┌──

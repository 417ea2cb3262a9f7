// SPDX-License-Identifier: MIT OR Apache-2.0

use tracing::debug;

use crate::{AccessLevel, AccessMap, PermissionsRecord, Visibility};

/// Change resulting from picking a visibility in the data pack list filter.
#[derive(Clone, Debug, PartialEq, Eq)]
pub enum FilterChange {
    /// The selected visibility is already active.
    Unchanged,

    /// Only the visibility changes, grants are kept.
    Visibility(Visibility),

    /// The filter is replaced by the given record.
    Replace(PermissionsRecord),
}

impl FilterChange {
    /// Apply the change to the current filter record.
    pub fn apply(self, mut current: PermissionsRecord) -> PermissionsRecord {
        match self {
            FilterChange::Unchanged => current,
            FilterChange::Visibility(value) => {
                current.value = value;
                current
            }
            FilterChange::Replace(record) => record,
        }
    }
}

/// Decide how the filter changes when `selected` is picked.
///
/// Any selection other than private resets the filter to public without grants. Member and group
/// selections are made afterwards through a share session.
pub fn select_visibility(current: &PermissionsRecord, selected: Visibility) -> FilterChange {
    if selected == current.value {
        return FilterChange::Unchanged;
    }

    match selected {
        Visibility::Private => FilterChange::Visibility(Visibility::Private),
        Visibility::Shared | Visibility::Public => {
            FilterChange::Replace(PermissionsRecord::new(Visibility::Public))
        }
    }
}

/// Set the visibility of a persisted record from the status page drop-down.
///
/// Shared and public only replace the value. Going private drops every group and every member
/// except `username`, who keeps their entry only when they hold admin access.
pub fn change_visibility(
    mut permissions: PermissionsRecord,
    value: Visibility,
    username: Option<&str>,
) -> PermissionsRecord {
    permissions.value = value;
    if value != Visibility::Private {
        return permissions;
    }

    let admin = username.filter(|username| {
        permissions.members.get(*username) == Some(&AccessLevel::Admin)
    });

    permissions.groups = AccessMap::new();
    permissions.members = AccessMap::new();
    if let Some(username) = admin {
        permissions.members.insert(username.to_string(), AccessLevel::Admin);
    }

    debug!(kept_admin = admin.is_some(), "make private");
    permissions
}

└──

Instructions for the task: Gather each line in the entries above where the string "changes" is found.

Written reply:
    /// Only the visibility changes, grants are kept.
/// Decide how the filter changes when `selected` is picked.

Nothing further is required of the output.